Britain’s only giant pandas left for China on Monday after 12 years of unsuccessful attempts to breed in the Scottish capital.
Female Tian Tian (‘Sweetie’) and male Yang Guang (‘Sunshine’) were expected to produce offspring during their stay at Edinburgh Zoo, but the pair failed to conceive. Head of veterinary services at the Royal Zoological Society of Scotland (RZSS), Simon Girling, stated:
“It’s sad that Tian Tian hasn’t bred here. We would obviously really have liked her to have done so, but this is not unusual with giant pandas.”
The pandas were taken to the airport, loaded onto a cargo plane with a pallet of bamboo and sent back to China.
I think we’re all quite sad to see them go. They are two lovely individuals, lovely characters, and we’ve got to know them really well.
After arriving in China, they will undergo quarantine before being returned to a sanctuary in Chengdu, the capital of Sichuan province in south-west China.
They appeared at Edinburgh Zoo in December 2011 as part of a 10-year agreement between the RZSS and the China Wildlife Conservation Association, a deal that was later extended for two years. During their stay in the Scottish capital, the popular pair even had a special tartan created in their honour: black, white and grey to represent their fur and red to symbolise China.
However, it was soon discovered that they had no desire to breed. The zoo and veterinarians from China made eight attempts at artificial insemination between the pair. The giant panda breeding programme was halted in 2021 after Yang Guang received treatment for testicular cancer and was subsequently castrated.
Giant pandas are notoriously difficult to breed in captivity, with the bears losing interest in mating naturally or simply not knowing how to do so. According to the Pandas International Conservation Organisation, female pandas have one heat cycle in spring, during which they are fertile for only 24 to 36 hours.

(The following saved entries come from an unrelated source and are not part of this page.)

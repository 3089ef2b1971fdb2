//! Death spectacles: rays burst outwards from the body while a shockwave
//! ring expands and thins. Shape is driven by lifetime alone.

use rand::Rng;
use spectra_core::Vec2;
use std::f32::consts::TAU;

use super::behavior::{sub_particle_count, EffectBehavior, RenderView, SpawnContext, MAX_SUB_PARTICLES};
use super::lifecycle::EffectCore;
use super::spawn::EffectKind;
use super::strokes::{StrokeBuffer, StrokeStyle};
use crate::geometry::{ColorProfile, WidthProfile};

/// Final burst radius in multiples of the theme's base width.
const BURST_SCALE: f32 = 10.0;
/// Points per ray.
const RAY_POINTS: usize = 4;
/// Segments around the shockwave ring.
const RING_SEGMENTS: usize = 40;
/// Ray roots sit this far out, as a fraction of the current radius.
const RAY_ROOT: f32 = 0.25;

#[derive(Clone, Copy, Debug, Default)]
struct Ray {
    angle: f32,
    /// Ray tip as a fraction of the burst radius.
    reach: f32,
}

/// Expanding rays plus shockwave.
#[derive(Clone, Debug, Default)]
pub struct DeathSpectacle {
    core: EffectCore,
    rays: [Ray; MAX_SUB_PARTICLES],
    ray_count: usize,
    /// Radians per tick the whole burst turns.
    spin: f32,
}

/// Cubic ease-out: fast start, soft landing.
#[inline]
fn ease_out(t: f32) -> f32 {
    let inv = 1.0 - t.clamp(0.0, 1.0);
    1.0 - inv * inv * inv
}

impl DeathSpectacle {
    /// Rays in this burst.
    #[must_use]
    pub fn ray_count(&self) -> usize {
        self.ray_count
    }

    /// Burst radius at lifetime `ratio`.
    #[must_use]
    pub fn radius_at(&self, ratio: f32) -> f32 {
        self.core.style.base_width * BURST_SCALE * self.core.scale * ease_out(ratio)
    }
}

impl EffectBehavior for DeathSpectacle {
    const KIND: EffectKind = EffectKind::Death;

    fn core(&self) -> &EffectCore {
        &self.core
    }

    fn core_mut(&mut self) -> &mut EffectCore {
        &mut self.core
    }

    fn on_spawn(&mut self, ctx: &mut SpawnContext<'_>) {
        self.ray_count = sub_particle_count(self.core.style.sub_particles);
        let spacing = TAU / self.ray_count.max(1) as f32;
        for (i, ray) in self.rays[..self.ray_count].iter_mut().enumerate() {
            *ray = Ray {
                angle: spacing * i as f32 + ctx.rng.gen_range(-0.2..0.2),
                reach: ctx.rng.gen_range(0.6..1.0),
            };
        }
        self.spin = self.core.style.pulse_speed * 0.25 * ctx.rng.gen_range(-1.0..1.0);
    }

    fn emit(&self, view: &RenderView, out: &mut StrokeBuffer) {
        let radius = self.radius_at(view.ratio);
        if radius <= f32::EPSILON {
            return;
        }

        let style = &self.core.style;
        let scale = self.core.scale;
        let center = view.transform.position;
        let thinning = 1.0 - 0.6 * view.ratio;
        let turn = self.spin * (self.core.elapsed as f32 - 1.0 + view.sub_tick);

        let ray_stroke = StrokeStyle::themed(
            style,
            WidthProfile::linear_taper(style.base_width * scale * thinning),
            ColorProfile::gradient(style.palette.accent, style.palette.secondary)
                .scaled(view.opacity),
        )
        .with_smoothing(None);
        for ray in &self.rays[..self.ray_count] {
            let direction = Vec2::from_angle(ray.angle + turn);
            let tip = radius * ray.reach;
            let root = radius * RAY_ROOT;
            if tip - root <= f32::EPSILON {
                continue;
            }
            out.push(ray_stroke, |points| {
                for j in 0..RAY_POINTS {
                    let f = j as f32 / (RAY_POINTS - 1) as f32;
                    points.push(center + direction * (tip + (root - tip) * f));
                }
            });
        }

        let ring = StrokeStyle::themed(
            style,
            WidthProfile::Constant(style.base_width * scale * 0.5 * (1.0 - view.ratio)),
            ColorProfile::Solid(style.palette.primary).scaled(view.opacity),
        )
        .with_smoothing(None);
        out.push(ring, |points| {
            for j in 0..=RING_SEGMENTS {
                let angle = TAU * j as f32 / RING_SEGMENTS as f32;
                points.push(center + Vec2::from_angle(angle) * radius);
            }
        });
    }
}

#[cfg(test)]
mod tests {
    use super::*;
    use crate::effects::SpawnRequest;
    use rand::SeedableRng;
    use rand_chacha::ChaCha8Rng;
    use spectra_shared::{FxConfig, StyleDescriptor};

    fn spawn() -> DeathSpectacle {
        let request = SpawnRequest::new(EffectKind::Death, Vec2::new(-40.0, 25.0));
        let mut death = DeathSpectacle::default();
        *death.core_mut() = EffectCore::spawn(&request, &StyleDescriptor::default());
        death.on_spawn(&mut SpawnContext {
            request: &request,
            config: &FxConfig::default(),
            rng: &mut ChaCha8Rng::seed_from_u64(2),
        });
        death
    }

    #[test]
    fn test_radius_expands_monotonically() {
        let death = spawn();
        let mut last = -1.0;
        for step in 0..=20 {
            let r = death.radius_at(step as f32 / 20.0);
            assert!(r >= last);
            last = r;
        }
        assert_eq!(death.radius_at(0.0), 0.0);
        assert!((death.radius_at(1.0) - 160.0).abs() < 1e-3);
    }

    #[test]
    fn test_emits_rays_and_ring() {
        let death = spawn();
        let view = RenderView {
            transform: death.core().transform.current(),
            sub_tick: 0.5,
            ratio: 0.4,
            opacity: 0.8,
        };
        let mut out = StrokeBuffer::with_capacity(256, 16);
        death.emit(&view, &mut out);
        assert_eq!(out.len(), death.ray_count() + 1);
    }
}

RZSS Executive Director David Field stated the following:
“We have made a significant contribution to our understanding around giant panda fertility, husbandry and veterinary care – which has been of real benefit to efforts to protect this amazing species in China.”
Attempts to breed pandas in captivity started in China in 1955. In 1963, Ming Ming, the first captive-bred giant panda, was born at the Beijing Zoo.
The habitat of pandas in the wild is the Tibetan Plateau in southwest China.